L’épigénétique ou l’interaction entre vos gènes, l’environnement et le mode de vie

Selon la théorie actuelle, la SEP serait le résultat d’une combinaison entre des lésions génétiques affectant plusieurs gènes à risque et des facteurs liés à l’environnement et au mode de vie qui influencerait l’activité de ces gènes. Cela permettrait d’expliquer pourquoi des personnes porteuses de ces gènes à risque, mais non exposées aux facteurs favorisant la SEP, peuvent ne jamais développer la maladie. L’épigénétique est le domaine de recherche étudiant ce phénomène. Le mot «épigénétique» vient du grec avec le préfixe épi- signifiant «en dehors de». Contrairement à la génétique, elle ne s’intéresse pas aux modifications et à la transmission des gènes eux-mêmes, mais plutôt aux facteurs affectant la façon dont notre corps les utilise.

Pour comprendre l’épigénétique, il est important de savoir que toutes les cellules de notre corps sont dotées du même ensemble de gènes. Toutefois, les cellules se comportent différemment selon le type de cellule ou l’organe auquel elles appartiennent. Par exemple, il est très improbable qu’une cellule située dans notre cœur commence à produire de l’insuline, même si elle dispose du même gène produisant l’insuline qu’une cellule du pancréas. Les facteurs épigénétiques font partie des mécanismes contrôlant l’activité des gènes dans des cellules spécifiques à des moments précis. Elles le font en insérant différentes «marques» dans l’ADN pour indiquer à la cellule quels gènes doivent être activés ou désactivés.

Des facteurs liés à l’environnement et au mode de vie favorisant la SEP

Des découvertes de plus en plus nombreuses dans le domaine épigénétique suggèrent que les personnes porteuses des gènes à risque de la SEP développeront la maladie en cas d’exposition à certains facteurs liés à l’environnement et au mode de vie. Ces facteurs affectent l’activité des gènes à risque de la SEP via des facteurs épigénétiques. Ainsi, par exemple, le tabagisme, réputé pour augmenter le risque de SEP, modifie le marquage épigénétique de nombreux gènes (Figure 3).

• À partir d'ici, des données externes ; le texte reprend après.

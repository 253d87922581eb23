//! Simulation: stepping module instances, per-person lifetimes and the
//! population scheduler

pub mod engine;
pub mod events;
pub mod instance;
pub mod lifecycle;
pub mod population;

pub use engine::{Engine, StepOutcome};
pub use events::{EventKind, HealthEvent, RecordSink};
pub use instance::{CallFrame, InstanceStatus, ModuleInstance};
pub use lifecycle::{simulate_entity, EntityReport};
pub use population::{Population, PopulationReport, PopulationSummary};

Diminution des symptômes de la SEP

La compréhension de la SEP est complexe car plusieurs gènes sont impliqués et de nombreux facteurs liés à l’environnement et au mode de vie sont connus pour affecter la maladie, comme par exemple l’exposition au soleil, le tabagisme, l’alimentation ou l’infection par le virus d’Epstein-Barr. Les défis actuels consistent à découvrir tous les gènes impliqués dans la SEP, à déterminer quels facteurs environnementaux ou comportementaux influencent les gènes à risque, à définir quel type de marques épigénétiques est associé à ces gènes et enfin à savoir comment utiliser ces informations pour prévenir ou traiter la SEP.

Les médecins recommandent d’arrêter le tabagisme, d’avoir une alimentation saine et de réduire le stress quotidien. L’arrêt du tabagisme peut avoir un double effet positif. Il contribue d’une part à diminuer le marquage non souhaité des gènes à risque et d’autre part à favoriser une baisse générale de l’inflammation, ce qui permet de réduire les attaques de SEP. On considère également que le stress exerce une influence sur la machinerie épigénétique du corps. La réduction du stress ou l’arrêt du tabagisme peuvent s’avérer difficile, mais l’effort consenti augmentera la qualité de vie globale.

Dr Lutz Achtnichts

Références

1. Hedstrom et al. Tobacco smoking, but not Swedish snuff use, increases the risk of multiple sclerosis. Neurology. 2009;73:696–701.
2. Küçükali et al. Epigenetics of multiple sclerosis: an updated review. Neuromolecular Med. 2015; Jun;17(2):83-96.
3. Andlauer et. al. Novel multiple sclerosis susceptibility loci implicated in epigenetic regulation. Science Advances. 2016,2(6), e1501678.